• **WHAT YOU SHOULD DO**
Retype, word for word, each line between the lines holding "pub fn stamp_branch(&mut" and "self.add_rhs(n_pos.index(), -current);", inclusive, and leave the rest of the data alone.

• **Stored data entries**
§
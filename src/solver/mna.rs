//! MNA matrix storage, stamping primitives and the dense LU solver.

use crate::circuit::{AuxIndex, NodeId};

/// MNA matrix system A x = b.
///
/// Row/column 0 belongs to the ground node. Stamps may write into it, but it
/// is left out of the factorization and `x[0]` stays at zero.
#[derive(Debug, Clone)]
pub struct MnaMatrix {
    /// System matrix A (row-major, `size × size`)
    pub a: Vec<f64>,
    /// Right-hand side vector b
    pub b: Vec<f64>,
    /// Solution vector x
    pub x: Vec<f64>,
    /// Matrix dimension (nodes + auxiliary unknowns)
    pub size: usize,
    /// Number of nodes including ground; first auxiliary row
    pub num_nodes: usize,
    /// LU decomposition of the ground-reduced block (row-major, `(size-1)²`)
    pub lu: Vec<f64>,
    /// Row permutation of the LU decomposition
    pub pivots: Vec<usize>,
    /// Scratch vector for the triangular solves
    work: Vec<f64>,
}

impl MnaMatrix {
    /// Create a zeroed system for `num_nodes` nodes and `num_aux` auxiliary unknowns.
    pub fn new(num_nodes: usize, num_aux: usize) -> Self {
        let size = num_nodes + num_aux;
        let reduced = size.saturating_sub(1);
        Self {
            a: vec![0.0; size * size],
            b: vec![0.0; size],
            x: vec![0.0; size],
            size,
            num_nodes,
            lu: vec![0.0; reduced * reduced],
            pivots: (0..reduced).collect(),
            work: vec![0.0; reduced],
        }
    }

    /// Dimension of the factorized block.
    pub fn reduced_size(&self) -> usize {
        self.size.saturating_sub(1)
    }

    /// Zero the matrix and RHS. The solution is kept as the next initial guess.
    pub fn clear(&mut self) {
        self.a.fill(0.0);
        self.b.fill(0.0);
    }

    /// Zero the matrix, RHS and solution.
    pub fn clear_all(&mut self) {
        self.clear();
        self.x.fill(0.0);
    }

    /// Get matrix element at (row, col).
    pub fn get(&self, row: usize, col: usize) -> f64 {
        self.a[row * self.size + col]
    }

    /// Set matrix element at (row, col).
    pub fn set(&mut self, row: usize, col: usize, value: f64) {
        self.a[row * self.size + col] = value;
    }

    /// Add to matrix element at (row, col).
    pub fn add(&mut self, row: usize, col: usize, value: f64) {
        self.a[row * self.size + col] += value;
    }

    /// Set an RHS element.
    pub fn set_rhs(&mut self, row: usize, value: f64) {
        self.b[row] = value;
    }

    /// Add to an RHS element.
    pub fn add_rhs(&mut self, row: usize, value: f64) {
        self.b[row] += value;
    }

    /// Row/column of an auxiliary unknown.
    pub fn aux_row(&self, aux: AuxIndex) -> usize {
        self.num_nodes + aux.0
    }

    /// Stamp a conductance between two nodes.
    /// For a conductance G between nodes n1 and n2:
    ///   A[n1,n1] += G
    ///   A[n2,n2] += G
    ///   A[n1,n2] -= G
    ///   A[n2,n1] -= G
    pub fn stamp_conductance(&mut self, n1: NodeId, n2: NodeId, g: f64) {
        let (i, j) = (n1.index(), n2.index());
        self.add(i, i, g);
        self.add(j, j, g);
        self.add(i, j, -g);
        self.add(j, i, -g);
    }

    /// Couple a branch-current unknown at `row` to its two nodes.
    ///
    /// The KCL columns carry the branch current out of `n_pos` and into
    /// `n_neg`; the constraint row reads `V[n+] - V[n-]`. Entries are assigned.
    pub fn stamp_branch(&mut self, n_pos: NodeId, n_neg: NodeId, row: usize) {
        let (i, j) = (n_pos.index(), n_neg.index());
        self.set(row, i, 1.0);
        self.set(row, j, -1.0);
        self.set(i, row, 1.0);
        self.set(j, row, -1.0);
    }

    /// Stamp a current source between two nodes.
    /// Current flows from n+ to n- through the source.
    pub fn stamp_current_source(&mut self, n_pos: NodeId, n_neg: NodeId, current: f64) {
        self.add_rhs(n_pos.index(), -current);
        self.add_rhs(n_neg.index(), current);
    }

    /// Perform LU decomposition with partial pivoting on the ground-reduced block.
    ///
    /// Returns the smallest pivot magnitude. A zero pivot is not treated as an
    /// error: the solve then produces non-finite values.
    pub fn factor(&mut self) -> f64 {
        let n = self.reduced_size();
        let size = self.size;

        for i in 0..n {
            let src = (i + 1) * size + 1;
            self.lu[i * n..(i + 1) * n].copy_from_slice(&self.a[src..src + n]);
            self.pivots[i] = i;
        }

        let mut min_pivot = f64::INFINITY;

        for k in 0..n {
            // Find pivot
            let mut max_val = self.lu[k * n + k].abs();
            let mut max_row = k;

            for i in (k + 1)..n {
                let val = self.lu[i * n + k].abs();
                if val > max_val {
                    max_val = val;
                    max_row = i;
                }
            }

            min_pivot = min_pivot.min(max_val);

            // Swap rows if needed
            if max_row != k {
                self.pivots.swap(k, max_row);
                for j in 0..n {
                    self.lu.swap(k * n + j, max_row * n + j);
                }
            }

            // Eliminate
            let pivot = self.lu[k * n + k];
            for i in (k + 1)..n {
                let factor = self.lu[i * n + k] / pivot;
                self.lu[i * n + k] = factor;
                for j in (k + 1)..n {
                    self.lu[i * n + j] -= factor * self.lu[k * n + j];
                }
            }
        }

        min_pivot
    }

    /// Solve for `x[1..]` using the pre-computed LU decomposition and the current `b`.
    pub fn solve(&mut self) {
        let n = self.reduced_size();

        // Apply pivot permutation to b[1..]
        for i in 0..n {
            self.work[i] = self.b[self.pivots[i] + 1];
        }

        // Forward substitution (L * y = Pb)
        for i in 0..n {
            for j in 0..i {
                self.work[i] -= self.lu[i * n + j] * self.work[j];
            }
        }

        // Back substitution (U * x = y)
        for i in (0..n).rev() {
            for j in (i + 1)..n {
                self.work[i] -= self.lu[i * n + j] * self.work[j];
            }
            self.work[i] /= self.lu[i * n + i];
        }

        self.x[1..].copy_from_slice(&self.work);
    }

    /// Get the voltage at a node.
    pub fn voltage(&self, node: NodeId) -> f64 {
        self.x[node.index()]
    }

    /// Voltage difference `V[n1] - V[n2]`.
    pub fn voltage_across(&self, n1: NodeId, n2: NodeId) -> f64 {
        self.x[n1.index()] - self.x[n2.index()]
    }

    /// Value of an auxiliary unknown (a branch current).
    pub fn aux_value(&self, aux: AuxIndex) -> f64 {
        self.x[self.aux_row(aux)]
    }

    /// Euclidean norm of `x[1..] - other[1..]`.
    pub fn tail_distance(&self, other: &[f64]) -> f64 {
        self.x[1..]
            .iter()
            .zip(&other[1..])
            .map(|(a, b)| (a - b) * (a - b))
            .sum::<f64>()
            .sqrt()
    }
}
//! Ideal operational amplifier.
//!
//! Infinite open-loop gain and zero input current. The auxiliary row forces
//! the two inputs to the same potential, and the auxiliary unknown is the
//! current the output drives into the output node.

use crate::circuit::{AuxIndex, NodeId};
use crate::solver::MnaMatrix;

/// An ideal op-amp.
#[derive(Debug, Clone)]
pub struct IdealOpAmp {
    pub nodes: [NodeId; 2], // [non-inverting (+), inverting (-)]
    pub output: NodeId,
    pub aux: AuxIndex,
}

impl IdealOpAmp {
    /// Create a new ideal op-amp.
    pub fn new(nodes: [NodeId; 2], output: NodeId, aux: AuxIndex) -> Self {
        Self { nodes, output, aux }
    }

    pub fn stamp(&self, matrix: &mut MnaMatrix) {
        let row = matrix.aux_row(self.aux);
        matrix.set(self.output.index(), row, 1.0);
        matrix.set(row, self.nodes[0].index(), 1.0);
        matrix.set(row, self.nodes[1].index(), -1.0);
    }
}

#[cfg(test)]
mod tests {
    use super::*;

    #[test]
    fn test_opamp_stamp() {
        let mut m = MnaMatrix::new(4, 1);
        let op = IdealOpAmp::new([NodeId(1), NodeId(2)], NodeId(3), AuxIndex(0));
        op.stamp(&mut m);

        assert_eq!(m.get(3, 4), 1.0);
        assert_eq!(m.get(4, 1), 1.0);
        assert_eq!(m.get(4, 2), -1.0);
        // Inputs draw no current
        assert_eq!(m.get(1, 4), 0.0);
        assert_eq!(m.get(2, 4), 0.0);
        assert_eq!(m.b[4], 0.0);
    }
}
§
• **EXERCISE SOLUTION**
    pub fn stamp_branch(&mut self, n_pos: NodeId, n_neg: NodeId, row: usize) {
        let (i, j) = (n_pos.index(), n_neg.index());
        self.set(row, i, 1.0);
        self.set(row, j, -1.0);
        self.set(i, row, 1.0);
        self.set(j, row, -1.0);
    }

    /// Stamp a current source between two nodes.
    /// Current flows from n+ to n- through the source.
    pub fn stamp_current_source(&mut self, n_pos: NodeId, n_neg: NodeId, current: f64) {
        self.add_rhs(n_pos.index(), -current);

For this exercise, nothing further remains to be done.